© 1986 Oxford University Press
research-article |
Lack of in Vivo Mutagenicity and Testicular Toxicity of Triamterene in Mice1
Smith Kline and French Laboratories Philadelphia, Pennsylvania 19101 *Pharmakon Research International Inc., Waverly, Pennsylvania 18471
Lack of in Vivo Mutagenicity and Testicular Toxicity of Triamterene in Mice. MANSON, J.M., GUERRIERO, F.J., BROWN, T., AND SAN SEBASTIAN, J. (1986). Fundam. Appl. Toxicol. 7, 533-546. Triamterene (2,4,7-triamino-6-phenylpteridine), a widely used diuretic/antihyper-tensive agent with weak antifolate activity, has been found to be positive in several in vitro assays for mutagenicity. The present studies were undertaken to characterize the potential mutagenic and antifolate activity of triamterene in the bone marrow and testes of mice with in vivo treatment. Triamterene had no clastogenic effects on the bone marrow at 6,16, or 24 hr after a single oral dose of 25, 125, or 250 mg/kg.
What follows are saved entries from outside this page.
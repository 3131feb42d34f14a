use log::{error, info};
use search_server::{Error, SearchServer, StopWordSet};
use std::io::{self, BufRead};

/// Console driver: reads one stop-word line, a document count `N`, then `N`
/// document body lines and a single query line from stdin, and prints the
/// ranked results.
fn main() {
    // Initialize the logger
    #[cfg(feature = "logger-support")]
    env_logger::init();

    if let Err(e) = run() {
        error!("{}", e);
        std::process::exit(1);
    }
}

fn run() -> Result<(), Error> {
    let stdin = io::stdin();
    let mut lines = stdin.lock().lines();

    let stop_words = StopWordSet::from_text(&read_line(&mut lines)?);
    let mut search_server = SearchServer::new(stop_words);

    let document_count = read_line_with_number(&mut lines)?;
    for document_id in 0..document_count {
        search_server.add_document(document_id, &read_line(&mut lines)?);
    }
    info!("indexed {} documents", search_server.document_count());

    let query = read_line(&mut lines)?;
    for scored in search_server.find_top_documents(&query)? {
        println!(
            "{{ document_id = {}, relevance = {} }}",
            scored.document_id, scored.relevance
        );
    }

    Ok(())
}

fn read_line(lines: &mut impl Iterator<Item = io::Result<String>>) -> Result<String, Error> {
    match lines.next() {
        Some(line) => Ok(line?),
        None => Err(Error::ParserError("unexpected end of input".to_string())),
    }
}

fn read_line_with_number(
    lines: &mut impl Iterator<Item = io::Result<String>>,
) -> Result<usize, Error> {
    let line = read_line(lines)?;
    line.trim()
        .parse()
        .map_err(|err| Error::ParserError(format!("invalid document count {:?}: {}", line, err)))
}
use search_server::{
    search_corpus, Error, Query, SearchServer, StopWordSet, MAX_RESULT_DOCUMENT_COUNT,
};

#[cfg(test)]
mod query_parsing_tests {
    use super::*;

    #[test]
    fn test_parse_partitions_plus_and_minus_terms() {
        let words = vec!["cat".to_string(), "-dog".to_string(), "bird".to_string()];

        let query = Query::parse(words);
        assert_eq!(query.plus, vec!["cat", "bird"]);
        assert_eq!(query.minus, vec!["dog"]);
    }

    #[test]
    fn test_parse_strips_only_the_leading_minus() {
        let query = Query::parse(vec!["--dog".to_string()]);
        assert_eq!(query.minus, vec!["-dog"]);
    }

    #[test]
    fn test_parse_keeps_bare_minus_as_empty_minus_term() {
        let query = Query::parse(vec!["-".to_string()]);
        assert!(query.plus.is_empty());
        assert_eq!(query.minus, vec![""]);
    }

    #[test]
    fn test_parse_treats_empty_tokens_as_plus_terms() {
        let query = Query::parse(vec!["".to_string(), "cat".to_string()]);
        assert_eq!(query.plus, vec!["", "cat"]);
        assert!(query.minus.is_empty());
    }
}

#[cfg(test)]
mod search_server_tests {
    use super::*;

    fn pets_search_server() -> SearchServer {
        let mut search_server = SearchServer::new(StopWordSet::from_text("a the"));
        search_server.add_document(0, "a cat sat");
        search_server.add_document(1, "the dog ran");
        search_server.add_document(2, "cat and dog played");
        search_server
    }

    fn result_ids(results: &[search_server::ScoredDocument]) -> Vec<usize> {
        results.iter().map(|scored| scored.document_id).collect()
    }

    #[test]
    fn test_term_frequencies_sum_to_one_per_document() {
        let search_server = pets_search_server();

        let document_0_sum = search_server.term_frequency("cat", 0).unwrap()
            + search_server.term_frequency("sat", 0).unwrap();
        assert!((document_0_sum - 1.0).abs() < 1e-9);

        let document_2_sum = ["cat", "and", "dog", "played"]
            .iter()
            .map(|word| search_server.term_frequency(word, 2).unwrap())
            .sum::<f64>();
        assert!((document_2_sum - 1.0).abs() < 1e-9);
    }

    #[test]
    fn test_term_frequency_is_none_for_absent_pairs() {
        let search_server = pets_search_server();

        assert_eq!(search_server.term_frequency("cat", 0), Some(0.5));
        assert_eq!(search_server.term_frequency("cat", 1), None);
        assert_eq!(search_server.term_frequency("zebra", 0), None);
    }

    #[test]
    fn test_stop_words_are_never_indexed() {
        let search_server = pets_search_server();

        assert!(!search_server.contains_term("a"));
        assert!(!search_server.contains_term("the"));
        assert!(search_server.contains_term("cat"));
        assert_eq!(search_server.term_document_count("cat"), 2);
    }

    #[test]
    fn test_query_is_idempotent_on_unmodified_server() {
        let search_server = pets_search_server();

        let first = search_server.find_top_documents("cat dog played").unwrap();
        let second = search_server.find_top_documents("cat dog played").unwrap();
        assert_eq!(first, second);
    }

    #[test]
    fn test_shared_term_document_scores_at_least_as_high_as_single_matches() {
        let search_server = pets_search_server();

        let results = search_server.find_top_documents("cat dog").unwrap();
        assert_eq!(results.len(), 3);

        let relevance_of = |document_id: usize| {
            results
                .iter()
                .find(|scored| scored.document_id == document_id)
                .unwrap()
                .relevance
        };
        assert!(relevance_of(2) >= relevance_of(0));
        assert!(relevance_of(2) >= relevance_of(1));
    }

    #[test]
    fn test_scores_are_monotonically_non_increasing() {
        let search_server = pets_search_server();

        let results = search_server.find_top_documents("cat dog played").unwrap();
        assert_eq!(results[0].document_id, 2);
        for pair in results.windows(2) {
            assert!(pair[0].relevance >= pair[1].relevance);
        }
    }

    #[test]
    fn test_minus_term_excludes_document_with_positive_score() {
        let search_server = pets_search_server();

        // Document 2 contains both the plus term and the minus term.
        let results = search_server.find_top_documents("cat -dog").unwrap();
        assert_eq!(result_ids(&results), vec![0]);
    }

    #[test]
    fn test_minus_terms_matching_every_document_empty_the_results() {
        let search_server = pets_search_server();

        let results = search_server
            .find_top_documents("cat dog -cat -dog")
            .unwrap();
        assert!(results.is_empty());
    }

    #[test]
    fn test_absent_term_is_equivalent_to_removing_it_from_the_query() {
        let search_server = pets_search_server();

        let with_absent_term = search_server.find_top_documents("cat zebra").unwrap();
        let without = search_server.find_top_documents("cat").unwrap();
        assert_eq!(with_absent_term, without);
    }

    #[test]
    fn test_bare_minus_token_matches_nothing() {
        let search_server = pets_search_server();

        let with_bare_minus = search_server.find_top_documents("cat -").unwrap();
        let without = search_server.find_top_documents("cat").unwrap();
        assert_eq!(with_bare_minus, without);
        assert_eq!(result_ids(&with_bare_minus), vec![0, 2]);
    }

    #[test]
    fn test_empty_query_returns_no_results() {
        let search_server = pets_search_server();

        let results = search_server.find_top_documents("").unwrap();
        assert!(results.is_empty());
    }

    #[test]
    fn test_querying_an_empty_corpus_is_a_usage_error() {
        let search_server = SearchServer::new(StopWordSet::new());

        let result = search_server.find_top_documents("cat");
        assert!(matches!(result, Err(Error::EmptyCorpusError(_))));
    }

    #[test]
    fn test_document_empty_after_filtering_still_counts_toward_corpus() {
        let mut search_server = SearchServer::new(StopWordSet::from_text("a the"));
        search_server.add_document(0, "a the");
        search_server.add_document(1, "cat");

        assert_eq!(search_server.document_count(), 2);
        assert!(!search_server.contains_term("a"));

        let results = search_server.find_top_documents("cat").unwrap();
        assert_eq!(result_ids(&results), vec![1]);
    }
}

#[cfg(test)]
mod search_corpus_tests {
    use super::*;

    #[test]
    fn test_results_never_exceed_the_cap() {
        let documents = [
            "fish one",
            "fish two",
            "fish three",
            "fish four",
            "fish five",
            "fish six",
            "fish seven",
            "fish eight",
        ];

        let results = search_corpus("the", &documents, "fish").unwrap();
        assert_eq!(results.len(), MAX_RESULT_DOCUMENT_COUNT);

        // A term present in every document has zero inverse document
        // frequency, so all scores tie and ascending id order decides.
        let ids: Vec<usize> = results.iter().map(|scored| scored.document_id).collect();
        assert_eq!(ids, vec![0, 1, 2, 3, 4]);
    }

    #[test]
    fn test_documents_receive_sequential_ids_in_slice_order() {
        let results = search_corpus("the", &["cat", "dog", "dog ran"], "ran").unwrap();
        assert_eq!(results.len(), 1);
        assert_eq!(results[0].document_id, 2);
    }
}
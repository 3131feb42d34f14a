use search_server::search_corpus;

fn main() {
    #[cfg(feature = "logger-support")]
    env_logger::init();

    let stop_words = "a the and";
    let documents = ["a cat sat", "the dog ran", "cat and dog played"];
    let query = "cat dog";

    let results = search_corpus(stop_words, &documents, query).unwrap();

    println!("Top documents for the query \"{}\"", query);
    for scored in results {
        println!("{}: {:.2}", scored.document_id, scored.relevance);
    }
}
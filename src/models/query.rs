use crate::types::Token;

/// A free-text query split into its required and excluding terms.
///
/// Plus terms raise the relevance of documents containing them; minus terms
/// exclude matching documents from the results entirely.
#[derive(Debug, Clone, Default, PartialEq)]
pub struct Query {
    pub plus: Vec<Token>,
    pub minus: Vec<Token>,
}

impl Query {
    /// Partitions already-filtered query tokens into plus and minus terms.
    ///
    /// A token with a leading `-` is a minus term and is stored with the
    /// marker stripped; a bare `-` yields an empty minus term, kept
    /// literally. Every other token is a plus term, including empty tokens
    /// produced by doubled spaces in the query line.
    pub fn parse(words: Vec<Token>) -> Query {
        let mut query = Query::default();
        for word in words {
            match word.strip_prefix('-') {
                Some(stripped) => query.minus.push(stripped.to_string()),
                None => query.plus.push(word),
            }
        }
        query
    }
}
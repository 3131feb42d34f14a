/// Maximum number of ranked documents a single query returns.
pub const MAX_RESULT_DOCUMENT_COUNT: usize = 5;
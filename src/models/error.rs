use std::fmt;

#[derive(Debug)]
pub enum Error {
    ParserError(String),
    EmptyCorpusError(String),
    IoError(std::io::Error),
}

impl fmt::Display for Error {
    fn fmt(&self, f: &mut fmt::Formatter<'_>) -> fmt::Result {
        match self {
            Error::ParserError(msg) => write!(f, "Parser Error: {}", msg),
            Error::EmptyCorpusError(msg) => write!(f, "Empty Corpus Error: {}", msg),
            Error::IoError(err) => write!(f, "IO Error: {}", err),
        }
    }
}

impl From<std::io::Error> for Error {
    fn from(err: std::io::Error) -> Error {
        Error::IoError(err)
    }
}
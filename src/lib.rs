mod constants;
pub use constants::MAX_RESULT_DOCUMENT_COUNT;
pub mod models;
pub use models::{Error, Query, ScoredDocument, SearchServer, StopWordSet};
pub mod types;
mod utils;
pub use types::{
    DocumentId, DocumentRelevanceMap, RelevanceScore, TermFrequency, Token, TokenFrequencyMap,
    TokenRef,
};
pub use utils::{count_token_frequencies, sort_results, split_into_words};

#[cfg(doctest)]
doc_comment::doctest!("../README.md");

/// Builds a search engine over `documents` and answers a single query.
///
/// The stop-word set is frozen from `stop_word_text` before ingestion;
/// documents receive sequential ids starting at 0 in slice order. Returns
/// the ranked results, capped at [`MAX_RESULT_DOCUMENT_COUNT`] entries.
///
/// # Example
/// ```
/// use search_server::search_corpus;
///
/// let results = search_corpus(
///     "a the",
///     &["a cat sat", "the dog ran", "cat and dog played"],
///     "cat -dog",
/// ).unwrap();
///
/// assert_eq!(results.len(), 1);
/// assert_eq!(results[0].document_id, 0);
/// ```
pub fn search_corpus(
    stop_word_text: &str,
    documents: &[&str],
    query: &str,
) -> Result<Vec<ScoredDocument>, Error> {
    let mut search_server = SearchServer::new(StopWordSet::from_text(stop_word_text));

    for (document_id, document) in documents.iter().enumerate() {
        search_server.add_document(document_id, document);
    }

    search_server.find_top_documents(query)
}
use crate::models::ScoredDocument;
use crate::types::DocumentRelevanceMap;

/// Sorts a per-query relevance accumulator into ranked results.
///
/// This function takes a `DocumentRelevanceMap`, which maps document ids to
/// their accumulated relevance for one query, and returns a sorted vector of
/// `ScoredDocument` entries.
///
/// ### Sorting Order:
/// - **Primary:** Sorts by relevance in descending order (higher relevance first).
/// - **Secondary:** If two documents have the same relevance, sorts by
///   document id in ascending order for deterministic ordering.
///
/// ### Example:
/// ```rust
/// use search_server::types::DocumentRelevanceMap;
/// use search_server::{sort_results, ScoredDocument};
///
/// let mut document_to_relevance = DocumentRelevanceMap::new();
/// document_to_relevance.insert(0, 0.25);
/// document_to_relevance.insert(1, 0.75);
/// document_to_relevance.insert(2, 0.25);
///
/// let sorted = sort_results(document_to_relevance);
/// assert_eq!(sorted, vec![
///     ScoredDocument { document_id: 1, relevance: 0.75 },
///     ScoredDocument { document_id: 0, relevance: 0.25 },
///     ScoredDocument { document_id: 2, relevance: 0.25 },
/// ]);
/// ```
pub fn sort_results(document_to_relevance: DocumentRelevanceMap) -> Vec<ScoredDocument> {
    let mut sorted_results: Vec<ScoredDocument> = document_to_relevance
        .into_iter()
        .map(|(document_id, relevance)| ScoredDocument {
            document_id,
            relevance,
        })
        .collect();

    sorted_results.sort_by(|a, b| {
        b.relevance
            .partial_cmp(&a.relevance) // Sort by relevance (descending)
            .unwrap_or(std::cmp::Ordering::Equal) // Handle NaN gracefully
            .then_with(|| a.document_id.cmp(&b.document_id)) // Secondary sort by document id (ascending)
    });

    sorted_results
}
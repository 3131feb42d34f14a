use crate::types::{Token, TokenFrequencyMap};

/// Counts the occurrences of each token in the given slice.
///
/// # Arguments
/// * `tokens` - A slice of tokens to analyze.
///
/// # Returns
/// * A `TokenFrequencyMap` where the keys are tokens and the values are
///   their respective occurrence counts.
///
/// # Example
/// ```
/// use search_server::count_token_frequencies;
///
/// let tokens = vec!["cat".to_string(), "dog".to_string(), "cat".to_string()];
/// let frequencies = count_token_frequencies(&tokens);
/// assert_eq!(frequencies.get("cat"), Some(&2));
/// assert_eq!(frequencies.get("dog"), Some(&1));
/// ```
pub fn count_token_frequencies(tokens: &[Token]) -> TokenFrequencyMap {
    let mut frequencies = TokenFrequencyMap::new();

    for token in tokens {
        *frequencies.entry(token.clone()).or_insert(0) += 1;
    }

    frequencies
}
No alterations in hematopoietic cell maturation characteristic of antifolate action were observed in a dose-range study in which triamterene was orally administered to mice at 5-300 mg/kg/day for 5 days. Triamterene had no adverse effects on mating or fertility and did not induce dominant lethal mutations in the germ cells of male mice when given for 5 days at 5-100 mg/kg/day. Oral exposure to mice under identical conditions had no effect on testicular weight, DNA content, or activity of the de novo pathway for thymidine synthesis from deoxy [6-3H]uridine. The present findings are consistent with an absence of mutagenic effect and antifolate action on the bone marrow and testes with in vivo administration.